Tamarind Easy is a series of 15 budget hotels spread across Kerala, to cater to budget tourists. Major cities including Kollam, Alappuzha, Thrissur and Kannur have Tamarind hotels.

=== Aaram ===

KTDC was one of the first hospitality chains in India to start series of motels across major state and national highways. The motels are branded as Aaram, which are designed as roadside multi-cuisine restaurants. Every Aaram has a large restaurant, rest rooms and many motels have dormitories as well as a medical center. A few designated Aarams do have beer parlors which serves limited alcohol drinks as well as beer.

=== Events Hub ===

KTDC manages 2 properties under Non Hotel Hospitality category.

The Bolgatty Events Center which is a 5 star convention center facility located in Bolgatty Island Resort in Kochi is the flagship project under this category. The Events center features a 1000-seater convention hall, a 15-acre open grounds for exhibitions and open air events.

GV Raja International Convention Center in Kovalam, Trivandrum is another major facility.

=== Take a Break ===

Take a Break (TAB) is the latest venture from KTDC, aiming to create roadside multi-utility kiosks that have a refreshment center, a sovenior shop, cloakroom, rest rooms, information center with ATM facility, Pharmacy etc. assist road travellers for a break and quick refreshment.
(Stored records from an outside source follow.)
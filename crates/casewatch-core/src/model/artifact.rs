//! Exported change-set artifact.
//!
//! The artifact is the JSON array handed to downstream collaborators after a
//! run. Field names follow the collector's vocabulary so existing consumers
//! keep reading it unchanged.

use crate::errors::Result;
use crate::model::change::ChangeEvent;
use casewatch_core_types::RunId;
use serde::{Deserialize, Serialize};
use sha2::{Digest, Sha256};

/// One element of the exported artifact
#[derive(Debug, Clone, PartialEq, Eq, Serialize, Deserialize)]
pub struct ArtifactEntry {
    pub numero: String,
    #[serde(rename = "type")]
    pub kind: String,
    #[serde(default, skip_serializing_if = "Option::is_none")]
    pub ancien_statut: Option<String>,
    #[serde(default, skip_serializing_if = "Option::is_none")]
    pub nouveau_statut: Option<String>,
    #[serde(default, skip_serializing_if = "Option::is_none")]
    pub ancienne_categorie: Option<String>,
    #[serde(default, skip_serializing_if = "Option::is_none")]
    pub nouvelle_categorie: Option<String>,
}

impl From<&ChangeEvent> for ArtifactEntry {
    fn from(event: &ChangeEvent) -> Self {
        Self {
            numero: event.id().to_string(),
            kind: event.kind().artifact_type().to_string(),
            ancien_statut: event.old_status().map(str::to_string),
            nouveau_statut: event.new_status().map(str::to_string),
            ancienne_categorie: event.old_category().map(str::to_string),
            nouvelle_categorie: event.new_category().map(str::to_string),
        }
    }
}

/// Serialized change set of one run, ready to be published
#[derive(Debug, Clone, PartialEq, Eq)]
pub struct ArtifactBlob {
    pub run_id: RunId,
    pub bytes: Vec<u8>,
    pub event_count: usize,
    /// Hex SHA-256 of `bytes`
    pub digest: String,
}

impl ArtifactBlob {
    /// Encode a run's events in the order given
    ///
    /// Returns `None` for an empty change set: a run without events produces
    /// no artifact.
    ///
    /// # Errors
    ///
    /// - `Serialization`: JSON encoding failed
    pub fn encode(run_id: &RunId, events: &[ChangeEvent]) -> Result<Option<Self>> {
        if events.is_empty() {
            return Ok(None);
        }

        let entries: Vec<ArtifactEntry> = events.iter().map(ArtifactEntry::from).collect();
        let bytes = serde_json::to_vec_pretty(&entries)?;
        let digest = hex::encode(Sha256::digest(&bytes));

        Ok(Some(Self {
            run_id: run_id.clone(),
            bytes,
            event_count: entries.len(),
            digest,
        }))
    }

    /// Decode the entries back, used by readers of published artifacts
    ///
    /// # Errors
    ///
    /// - `Serialization`: bytes are not an artifact array
    pub fn entries(&self) -> Result<Vec<ArtifactEntry>> {
        Ok(serde_json::from_slice(&self.bytes)?)
    }

    /// File name the artifact is published under
    pub fn file_name(&self) -> String {
        format!("{}.json", self.run_id)
    }
}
The tourism ministry is planning to open and operate 20 TAB units in their first stage of TAB project implementation.

TAB is a Private-Public Partnership program with individuals owning the facility, while KTDC assisting in branding and promotion.

== Package tours ==

KTDC sells packaged tours of Kerala across world, through a network of travel agents and tour agencies who act as general sales agents of KTDC. More than 20 products are offered by KTDC.

=== Conducted and sight-seeing tours ===

KTDC conducts one-day and two-day sight-seeing tours in major cities as well as in tourist centers. This includes bus/tourist cars trips and boat ferries.

== Tourist reception ==

KTDC has several tourist reception centers in all major cities and tourist centers, from where conducted tours start and end, in addition to providing complementary information about tourist destinations, maps and guides.